There is no bedrock of indisputable physical truth. Greek physics was interesting, but often wrong. Newtonian physics, long thought to be ultimate and unassailable, turned out to be only an approximation of more refined theories. Quantum mechanics and general relativity have both been amply confirmed by experiment, but have so far resisted all attempts to unify them. New theories have always been challenged, not embraced. Newton was quickly accepted by his fellow physicists, but it took until 1822 for the Church to admit that the Earth orbits the Sun. Einstein’s theory of relativity was met with much scepticism, and it took about 20 years for the world to really appreciate it. New theories enter a Darwinian battlefield, and even if they survive, they are forever subject to competition from new theories, as well as to ignorance and malice (Einstein was a Jew). Physics can never offer more than the best theories at hand. That’s not bad, but it’s not what we mean by truth.
Tentative Conclusion#
After this brief glimpse at just four of the many varieties of truth, my conclusion can only be tentative. Here it is: not in chess, but at least in logic, mathematics, and physics truth seems shaky. This, however, is a feature, not a bug! Science has been so successful because it has never rested on its laurels, because it has always questioned its results, and because even the big shots have always been subject to criticism. Science has given up the idea of absolute truth: yes, indeed, everything can be questioned, no cherished conviction is safe! Depending on the subject, the debate is restricted to experts or open to a wider audience. I’ll give four examples: (1) Russell and Whitehead’s Principia Mathematica is hard reading. It never made the headlines, however revolutionary it may have been. (2) The question of whether the earth orbits the sun was quickly settled among the experts, but it took the rest of the world 200 years to accept it. And you cannot blame them: imagine you are 400 years back in time and someone told you that as you sit here, the Earth is moving through space at 67,000 miles per hour. What would you have said? (3) After a rocky period of heated debate, Darwin’s theory of evolution is now widely uncontested among biologists, but there are still vocal groups who disagree. (4) Ten years ago, you could still find a few meteorologists who denied anthropogenic climate change. Today, there are virtually none. And yet there are influential organizations that call climate change a Chinese hoax and oppose all measures to reduce CO2 emissions. Can we blame the opponents in examples (3) and (4) for ignorance, narrow-mindedness, or stupidity?

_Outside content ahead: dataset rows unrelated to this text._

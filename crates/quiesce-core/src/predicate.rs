//! Busy predicates contributing to the settle decision.
//!
//! A predicate is a named rule that reports whether some part of the
//! application is still busy in a way the token registry cannot see, such as
//! "the main queue has pending jobs". Predicates are evaluated conjunctively
//! with the registry: the application is idle only if every predicate is idle.
//!
//! The predicate set is injected from configuration via [`PredicateConfig`];
//! embedders may add their own [`BusyPredicate`] implementations on top.

use std::fmt;
use std::sync::Arc;
use std::time::{Duration, Instant};

use serde::{Deserialize, Serialize};

use crate::main_queue::MainContext;
use crate::tracker::ActivityTracker;

/// A named rule that reports whether the application is busy.
pub trait BusyPredicate: Send + Sync {
    /// Short name used in diagnostics.
    fn name(&self) -> &str;

    /// Returns `true` while the condition this predicate watches is busy.
    fn is_busy(&self) -> bool;
}

/// Declarative predicate selection, as stored in configuration.
#[derive(Debug, Clone, PartialEq, Eq, Serialize, Deserialize)]
#[serde(tag = "type", rename_all = "snake_case")]
pub enum PredicateConfig {
    /// Busy while the main context has queued or running jobs.
    MainQueue,
    /// Busy until the registry has been unchanged for `window_ms`.
    QuietPeriod { window_ms: u64 },
}

/// An ordered collection of predicates.
#[derive(Clone, Default)]
pub struct PredicateSet {
    predicates: Vec<Arc<dyn BusyPredicate>>,
}

impl PredicateSet {
    /// Creates an empty set. An empty set never reports busy.
    pub fn new() -> Self {
        Self::default()
    }

    /// Builds the set described by configuration.
    pub fn from_config(
        configs: &[PredicateConfig],
        tracker: &Arc<ActivityTracker>,
        main: &Arc<dyn MainContext>,
    ) -> Self {
        let mut set = Self::new();
        for config in configs {
            match config {
                PredicateConfig::MainQueue => set.push(Arc::new(MainQueuePending::new(main.clone()))),
                PredicateConfig::QuietPeriod { window_ms } => set.push(Arc::new(QuietPeriod::new(
                    tracker.clone(),
                    Duration::from_millis(*window_ms),
                ))),
            }
        }
        set
    }

    /// Adds a predicate, builder style.
    pub fn with(mut self, predicate: Arc<dyn BusyPredicate>) -> Self {
        self.push(predicate);
        self
    }

    /// Adds a predicate.
    pub fn push(&mut self, predicate: Arc<dyn BusyPredicate>) {
        self.predicates.push(predicate);
    }

    pub fn len(&self) -> usize {
        self.predicates.len()
    }

    pub fn is_empty(&self) -> bool {
        self.predicates.is_empty()
    }

    /// Names of all predicates, in evaluation order.
    pub fn names(&self) -> Vec<String> {
        self.predicates.iter().map(|p| p.name().to_string()).collect()
    }

    /// Names of the predicates currently reporting busy.
    ///
    /// Every predicate is evaluated so the diagnostic is complete.
    pub fn busy_predicates(&self) -> Vec<String> {
        self.predicates
            .iter()
            .filter(|p| p.is_busy())
            .map(|p| p.name().to_string())
            .collect()
    }
}

impl fmt::Debug for PredicateSet {
    fn fmt(&self, f: &mut fmt::Formatter<'_>) -> fmt::Result {
        f.debug_list().entries(self.names()).finish()
    }
}

/// Busy while the main context has work queued or running.
pub struct MainQueuePending {
    main: Arc<dyn MainContext>,
}

impl MainQueuePending {
    pub fn new(main: Arc<dyn MainContext>) -> Self {
        Self { main }
    }
}

impl BusyPredicate for MainQueuePending {
    fn name(&self) -> &str {
        "main-queue"
    }

    fn is_busy(&self) -> bool {
        self.main.pending_jobs() > 0
    }
}

/// Busy until the activity registry has been unchanged for a window.
///
/// Catches work that chains itself, where one token is released and the next
/// registered a moment later.
pub struct QuietPeriod {
    tracker: Arc<ActivityTracker>,
    window: Duration,
}

impl QuietPeriod {
    pub fn new(tracker: Arc<ActivityTracker>, window: Duration) -> Self {
        Self { tracker, window }
    }
}

impl BusyPredicate for QuietPeriod {
    fn name(&self) -> &str {
        "quiet-period"
    }

    fn is_busy(&self) -> bool {
        Instant::now().saturating_duration_since(self.tracker.last_change()) < self.window
    }
}

/// A predicate backed by a closure.
pub struct FnPredicate<F> {
    name: String,
    check: F,
}

impl<F> FnPredicate<F>
where
    F: Fn() -> bool + Send + Sync,
{
    /// Wraps `check`, which returns `true` while busy.
    pub fn new(name: impl Into<String>, check: F) -> Self {
        Self {
            name: name.into(),
            check,
        }
    }
}

impl<F> BusyPredicate for FnPredicate<F>
where
    F: Fn() -> bool + Send + Sync,
{
    fn name(&self) -> &str {
        &self.name
    }

    fn is_busy(&self) -> bool {
        (self.check)()
    }
}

Should we require every debater to have a PhD or a minimum Hirsch index? No. You might just as well restrict the vote to an arbitrarily defined elite. Freedom of speech covers all nonsense, including denying accepted knowledge, which after all is not necessarily final. Flat-earthers, homeopaths and the like are friendly and do no harm. Freedom of speech does not cover the hatred, slander, and incitement to crime spread by less benign groups. What if they win the next election?